Abstract Elastomer based high compliant balloons containing strain sensing element(s) (SEs) is currently under development intended for in-vivo biomechanical diagnostics of vessels. It could potentially reveal local lumen features based on patterns derived from the sensing elements. A Finite Element based, simulation study in COMSOL® (v5.6) focusses on in-vivo inflation behavior of an elastomeric balloon being equipped with SE, whose compliance is ideally magnitudes higher than the surrounding tissue in an idealized 2D setup. We hypothesized the vessel’s inner wall as a closed convexconcave 4-fold structure correlated to surface structures found in urethrae and parameterized the fold depth. A set of SEs consisted of one SE over the inner surface of balloon while the other over the outer wall. Out of the three adjacent placed sets, The first set was closer to the tissue lumen while the third set the farthest.

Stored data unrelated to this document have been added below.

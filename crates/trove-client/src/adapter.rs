use std::sync::Arc;
use std::time::Duration;

use moka::future::Cache;
use reqwest::{Client, Proxy, StatusCode};
use trove_core::error::AppError;
use trove_core::identity::IdentityTicket;
use trove_core::models::{RawCandidate, RawPage, UnitOfWork};
use trove_core::traits::{SourceAdapter, SourceRegistry};

use crate::parser;
use crate::source::SourceConfig;

/// Source adapter for search pages that embed schema.org JSON-LD.
///
/// Each identity gets its own HTTP client (proxy route plus User-Agent),
/// built on first use and cached. HTTP 403/429 and pages showing a
/// configured block marker are reported as [`AppError::Blocked`].
#[derive(Clone)]
pub struct HttpSourceAdapter {
    config: Arc<SourceConfig>,
    clients: Cache<usize, Client>,
}

impl HttpSourceAdapter {
    pub fn new(config: SourceConfig) -> Self {
        Self {
            config: Arc::new(config),
            clients: Cache::builder().max_capacity(256).build(),
        }
    }

    pub fn name(&self) -> &str {
        &self.config.name
    }

    fn timeout(&self) -> Duration {
        Duration::from_secs(self.config.timeout_secs)
    }

    async fn client_for(&self, identity: &IdentityTicket) -> Result<Client, AppError> {
        let ticket = identity.clone();
        let timeout = self.timeout();
        self.clients
            .try_get_with(identity.id, async move { build_client(&ticket, timeout) })
            .await
            .map_err(|e: Arc<AppError>| AppError::ConfigError(e.to_string()))
    }

    fn request_error(&self, e: reqwest::Error) -> AppError {
        if e.is_timeout() {
            AppError::Timeout(self.config.timeout_secs)
        } else if e.is_connect() {
            AppError::NetworkError(format!("Connection failed: {e}"))
        } else {
            AppError::HttpError(e.to_string())
        }
    }
}

/// One adapter per configured source, keyed by source name.
pub fn registry_from(sources: Vec<SourceConfig>) -> SourceRegistry<HttpSourceAdapter> {
    let mut registry = SourceRegistry::new();
    for source in sources {
        let name = source.name.clone();
        registry.register(&name, HttpSourceAdapter::new(source));
    }
    registry
}

fn build_client(identity: &IdentityTicket, timeout: Duration) -> Result<Client, AppError> {
    let mut builder = Client::builder()
        .user_agent(identity.user_agent.as_str())
        .timeout(timeout);
    if let Some(route) = &identity.route {
        let proxy = Proxy::all(route.as_str()).map_err(|e| {
            AppError::ConfigError(format!("Invalid route for identity {}: {e}", identity.id))
        })?;
        builder = builder.proxy(proxy);
    }
    builder
        .build()
        .map_err(|e| AppError::ConfigError(format!("Failed to build HTTP client: {e}")))
}

impl SourceAdapter for HttpSourceAdapter {
    async fn fetch(&self, unit: &UnitOfWork, identity: &IdentityTicket) -> Result<RawPage, AppError> {
        let url = self.config.search_url_for(unit)?;
        let client = self.client_for(identity).await?;

        tracing::debug!(source = %self.config.name, %url, identity = identity.id, "Fetching result page");
        let response = client
            .get(url.clone())
            .send()
            .await
            .map_err(|e| self.request_error(e))?;

        let status = response.status();
        if matches!(status, StatusCode::FORBIDDEN | StatusCode::TOO_MANY_REQUESTS) {
            return Err(AppError::Blocked {
                status_code: Some(status.as_u16()),
                reason: format!("HTTP {} for {url}", status.as_u16()),
            });
        }
        if !status.is_success() {
            return Err(AppError::HttpError(format!(
                "HTTP {} for {url}",
                status.as_u16()
            )));
        }

        let body = response
            .text()
            .await
            .map_err(|e| AppError::HttpError(format!("Failed to read response body: {e}")))?;

        if let Some(marker) = self.config.block_marker_in(&parser::visible_text(&body)) {
            return Err(AppError::Blocked {
                status_code: Some(status.as_u16()),
                reason: format!("page shows block marker '{marker}'"),
            });
        }

        Ok(RawPage {
            url: url.to_string(),
            status: status.as_u16(),
            body,
        })
    }

    fn parse(&self, page: &RawPage) -> Result<Vec<RawCandidate>, AppError> {
        parser::parse_products(&page.body, &page.url)
    }
}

We assessed the stretch of balloon over its inner circumference through SEs. At conformal contact with the tissue wall, The first SE shows a higher value, while the third element undergoes the least stretch within the three sensing elements. The SE’s over the outer circumference show the exact opposite relation. The differences between the sensing elements over the inner and outer circumferences show a correlation with the curvature of the tissue it conforms to. With use of balloon that was 10x thicker (10μm vs 1μm), around 10x larger stretch differences were captured suggesting possibility to use less sensitive measuring system. For the ideal situations performed, the curvature and depth information may be comprehended by observing differences between inner and outer SEs while thicker balloons prove to be more useful to generate differences that are easier to capture in practical situations. This semiquantitative study suggests that simulation studies are powerful tools to obtain new analytical techniques for shape characterization.